Brokers Last Fact-Checked: 26 May 2026 · 7 min read

How to Buy CSPX from Ireland — Step by Step

CSPX is iShares Core S&P 500 UCITS ETF, ISIN IE00B5BMR087, Irish-domiciled, accumulating. The path from "I want to own it" to "I do own it" is short — under an hour of typing, one SEPA day, one click. Here's the route on each Ireland-accessible broker.

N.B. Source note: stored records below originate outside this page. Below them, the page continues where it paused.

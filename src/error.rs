//! Error handling for the copilot service

use thiserror::Error;

/// Result type alias for the copilot service
pub type Result<T> = std::result::Result<T, CopilotError>;

/// Main error type for the copilot service
#[derive(Error, Debug)]
pub enum CopilotError {
    #[error("bad input: {0}")]
    BadInput(String),

    #[error("provider error: {0}")]
    Provider(#[from] ProviderError),

    #[error("store error: {0}")]
    Store(#[from] StoreError),

    #[error("configuration error: {0}")]
    Config(String),

    #[error("IO error: {0}")]
    Io(#[from] std::io::Error),

    #[error("serialization error: {0}")]
    Serialization(#[from] serde_json::Error),
}

/// Errors raised by embedding and language-model providers
#[derive(Error, Debug)]
pub enum ProviderError {
    #[error("connection failed: {0}")]
    ConnectionFailed(String),

    #[error("timeout: operation took too long")]
    Timeout,

    #[error("invalid response: {0}")]
    InvalidResponse(String),

    #[error("embedding failed: {0}")]
    Embedding(String),

    #[error("generation failed: {0}")]
    Generation(String),

    #[error("no provider reachable")]
    AllUnreachable,
}

/// Errors raised by the vector or graph store
#[derive(Error, Debug)]
pub enum StoreError {
    #[error("store not initialized")]
    NotInitialized,

    #[error("invalid embedding dimension: expected {expected}, got {actual}")]
    InvalidDimension { expected: usize, actual: usize },

    #[error("query failed: {0}")]
    QueryFailed(String),

    #[error("upsert failed: {0}")]
    UpsertFailed(String),

    #[error("backend error: {0}")]
    Backend(String),
}

impl From<sqlx::Error> for StoreError {
    fn from(e: sqlx::Error) -> Self {
        StoreError::Backend(e.to_string())
    }
}

impl From<neo4rs::Error> for StoreError {
    fn from(e: neo4rs::Error) -> Self {
        StoreError::Backend(e.to_string())
    }
}

impl From<sqlx::Error> for CopilotError {
    fn from(e: sqlx::Error) -> Self {
        CopilotError::Store(e.into())
    }
}

impl From<neo4rs::Error> for CopilotError {
    fn from(e: neo4rs::Error) -> Self {
        CopilotError::Store(e.into())
    }
}

impl CopilotError {
    /// Check if the error is retryable
    pub fn is_retryable(&self) -> bool {
        matches!(
            self,
            CopilotError::Provider(ProviderError::Timeout)
                | CopilotError::Provider(ProviderError::ConnectionFailed(_))
        )
    }

    /// Get error category for logging/metrics
    pub fn category(&self) -> &'static str {
        match self {
            CopilotError::BadInput(_) => "bad_input",
            CopilotError::Provider(_) => "provider",
            CopilotError::Store(_) => "store",
            CopilotError::Config(_) => "config",
            CopilotError::Io(_) => "io",
            CopilotError::Serialization(_) => "serialization",
        }
    }
}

Not financial advice. The information on etf.ie is for educational purposes only and does not constitute financial, tax, or investment advice. ETF investing involves risk, including the possible loss of capital. Tax rules may change — always verify current Revenue guidance and consult a qualified financial adviser or tax professional before making investment decisions.

Step 1 — Pick a broker

Six brokers stock CSPX for Irish residents. They split into two tiers: the cheapest fintechs (Lightyear, DEGIRO, Trading 212), the heavier-duty platforms (Interactive Brokers, XTB), and the only Irish-headquartered option (Davy Select). The right one depends on how much you'll invest per month and how much tax-prep help you want.

Quick decision tree:

  • €50–€2,000/month, want cheapest: Lightyear.
  • €50–€2,000/month, want a proven track record: DEGIRO.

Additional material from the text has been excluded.